• **Task description**
The answer must consist solely of the lines from the one containing "assert_eq!(report.entries, 2);" to the end of the entries below, repeated exactly.

--- Dataset extract ---

//! Version log storage.
//!
//! Architecture:
//! ```text
//! ┌─────────────┐  append(op, expected)  ┌──────────────────────┐
//! │  Sequencer  │ ─────────────────────► │ dyn VersionLog       │
//! └─────────────┘                        │                      │
//! ┌─────────────┐  entries_since(v)      │  MemoryLog           │
//! │ Snapshots,  │ ◄───────────────────── │  RocksLog (RocksDB)  │
//! │ sessions,   │                        └──────────┬───────────┘
//! │ comments    │                                   │ column families
//! └─────────────┘                                   ▼
//!                       ┌──────────────────────────────────────────┐
//!                       │ CF "documents"    document rows           │
//!                       │ CF "operations"   entries, doc ‖ version  │
//!                       │ CF "snapshots"    materialised content    │
//!                       └──────────────────────────────────────────┘
//! ```
//!
//! Every backend serialises appends per document and never holds a lock
//! across documents.

mod memory;
mod record;
mod rocks;

pub use memory::MemoryLog;
pub use record::{decode_record, encode_record};
pub use rocks::RocksLog;

use thiserror::Error;
use uuid::Uuid;

use crate::model::{Document, DocumentId, Operation, Snapshot, VersionEntry};

/// Failures below the log contract: the database, encoding, compression
/// and integrity checks.
#[derive(Debug, Clone, PartialEq, Eq, Error)]
pub enum StoreError {
    #[error("database error: {0}")]
    Database(String),

    #[error("serialization error: {0}")]
    Serialization(String),

    #[error("deserialization error: {0}")]
    Deserialization(String),

    #[error("compression error: {0}")]
    Compression(String),

    #[error("checksum mismatch for record {key}")]
    Checksum { key: String },
}

impl From<rocksdb::Error> for StoreError {
    fn from(e: rocksdb::Error) -> Self {
        StoreError::Database(e.to_string())
    }
}

/// Errors of the version log contract.
#[derive(Debug, Clone, PartialEq, Eq, Error)]
pub enum LogError {
    /// `expected` no longer names the newest version.
    #[error("version conflict: expected {expected}, log is at {current}")]
    VersionConflict { expected: u64, current: u64 },

    #[error("document not found: {0}")]
    DocumentNotFound(Uuid),

    #[error("document already exists: {0}")]
    DocumentExists(Uuid),

    /// The operation does not cover the document's current length.
    #[error("operation expects {actual} characters but the document has {expected}")]
    LengthMismatch { expected: usize, actual: usize },

    #[error(transparent)]
    Store(#[from] StoreError),
}

/// Append-only, per-document ordered store of accepted operations.
///
/// Versions of a document always form the contiguous range `1..=version`.
pub trait VersionLog: Send + Sync {
    /// Write the document row and its genesis entry (version 1).
    fn create_document(&self, document: Document, genesis: Operation) -> Result<VersionEntry, LogError>;

    fn document(&self, id: DocumentId) -> Result<Document, LogError>;

    fn list_documents(&self) -> Result<Vec<Document>, LogError>;

    fn current_version(&self, id: DocumentId) -> Result<u64, LogError> {
        Ok(self.document(id)?.version)
    }

    /// Append iff `expected_version` is the newest version.
    fn append(&self, operation: Operation, expected_version: u64) -> Result<VersionEntry, LogError>;

    /// Entries with versions strictly greater than `version`, in order.
    fn entries_since(&self, id: DocumentId, version: u64) -> Result<Vec<VersionEntry>, LogError>;

    fn entry(&self, id: DocumentId, version: u64) -> Result<Option<VersionEntry>, LogError>;

    /// Document length after `version`; version 0 is the empty document.
    fn length_at(&self, id: DocumentId, version: u64) -> Result<Option<usize>, LogError> {
        if version == 0 {
            self.document(id)?;
            return Ok(Some(0));
        }
        Ok(self.entry(id, version)?.map(|e| e.result_len))
    }

    /// Persisted snapshot cache, if any.
    fn load_snapshot(&self, id: DocumentId) -> Result<Option<Snapshot>, LogError>;

    fn save_snapshot(&self, snapshot: &Snapshot) -> Result<(), LogError>;
}

/// Check `operation` against the document row and advance the row.
///
/// Shared by the backends so both enforce the same append rules.
pub(crate) fn advance(
    document: &mut Document,
    operation: Operation,
    expected_version: u64,
) -> Result<VersionEntry, LogError> {
    if expected_version != document.version {
        return Err(LogError::VersionConflict {
            expected: expected_version,
            current: document.version,
        });
    }
    let base_len = operation.components.base_len();
    if base_len != document.length {
        return Err(LogError::LengthMismatch {
            expected: document.length,
            actual: base_len,
        });
    }

    let result_len = operation.components.target_len();
    document.version += 1;
    document.length = result_len;
    document.updated_at = operation.created_at;

    Ok(VersionEntry {
        document: document.id,
        version: document.version,
        operation,
        result_len,
    })
}

/// Outcome of an integrity walk over one document's log.
#[derive(Debug, Clone, PartialEq, Eq)]
pub struct VerifyReport {
    pub document: DocumentId,
    pub entries: u64,
    pub problems: Vec<String>,
}

impl VerifyReport {
    pub fn is_ok(&self) -> bool {
        self.problems.is_empty()
    }
}

/// Check version contiguity and that every entry's length chains onto the
/// previous one.
pub fn verify_document(log: &dyn VersionLog, id: DocumentId) -> Result<VerifyReport, LogError> {
    let document = log.document(id)?;
    let entries = log.entries_since(id, 0)?;
    let mut problems = Vec::new();
    let mut previous_len = 0;

    for (i, entry) in entries.iter().enumerate() {
        let expected = i as u64 + 1;
        if entry.version != expected {
            problems.push(format!("expected version {expected}, found {}", entry.version));
        }
        let op = &entry.operation.components;
        if op.base_len() != previous_len {
            problems.push(format!(
                "version {} applies to {} characters but version {} left {previous_len}",
                entry.version,
                op.base_len(),
                entry.version.saturating_sub(1)
            ));
        }
        if op.target_len() != entry.result_len {
            problems.push(format!(
                "version {} records length {} but produces {}",
                entry.version,
                entry.result_len,
                op.target_len()
            ));
        }
        previous_len = entry.result_len;
    }

    if entries.len() as u64 != document.version {
        problems.push(format!(
            "document row is at version {} but the log holds {} entries",
            document.version,
            entries.len()
        ));
    }
    if previous_len != document.length {
        problems.push(format!(
            "document row records length {} but the log ends at {previous_len}",
            document.length
        ));
    }

    Ok(VerifyReport {
        document: id,
        entries: entries.len() as u64,
        problems,
    })
}

#[cfg(test)]
mod tests {
    use super::*;
    use quire_ot::TextOperation;

    #[test]
    fn test_advance_checks_version_then_length() {
        let mut doc = Document::new(Uuid::new_v4(), "t", false);
        let genesis = Operation::new(doc.id, doc.owner, 0, TextOperation::insert_at(0, 0, "Hello").unwrap());

        let entry = advance(&mut doc, genesis, 0).unwrap();
        assert_eq!(entry.version, 1);
        assert_eq!(entry.result_len, 5);
        assert_eq!(doc.length, 5);

        let stale = Operation::new(doc.id, doc.owner, 0, TextOperation::identity(5));
        assert_eq!(
            advance(&mut doc, stale, 0),
            Err(LogError::VersionConflict { expected: 0, current: 1 })
        );

        let wrong_len = Operation::new(doc.id, doc.owner, 1, TextOperation::identity(3));
        assert_eq!(
            advance(&mut doc, wrong_len, 1),
            Err(LogError::LengthMismatch { expected: 5, actual: 3 })
        );
        assert_eq!(doc.version, 1);
    }

    #[test]
    fn test_verify_clean_log() {
        let log = MemoryLog::new();
        let owner = Uuid::new_v4();
        let doc = Document::new(owner, "t", false);
        let id = doc.id;
        log.create_document(doc, Operation::new(id, owner, 0, TextOperation::insert_at(0, 0, "ab").unwrap()))
            .unwrap();
        log.append(Operation::new(id, owner, 1, TextOperation::insert_at(2, 2, "c").unwrap()), 1)
            .unwrap();

        let report = verify_document(&log, id).unwrap();
        assert!(report.is_ok(), "{:?}", report.problems);
        assert_eq!(report.entries, 2);
    }

    #[test]
    fn test_store_error_display() {
        assert_eq!(
            StoreError::Checksum { key: "abc".into() }.to_string(),
            "checksum mismatch for record abc"
        );
        let e: LogError = StoreError::Database("boom".into()).into();
        assert_eq!(e.to_string(), "database error: boom");
    }
}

---

• **Written answer**
        assert_eq!(report.entries, 2);
    }

    #[test]
    fn test_store_error_display() {
        assert_eq!(
            StoreError::Checksum { key: "abc".into() }.to_string(),
            "checksum mismatch for record abc"
        );
        let e: LogError = StoreError::Database("boom".into()).into();
        assert_eq!(e.to_string(), "database error: boom");
    }
}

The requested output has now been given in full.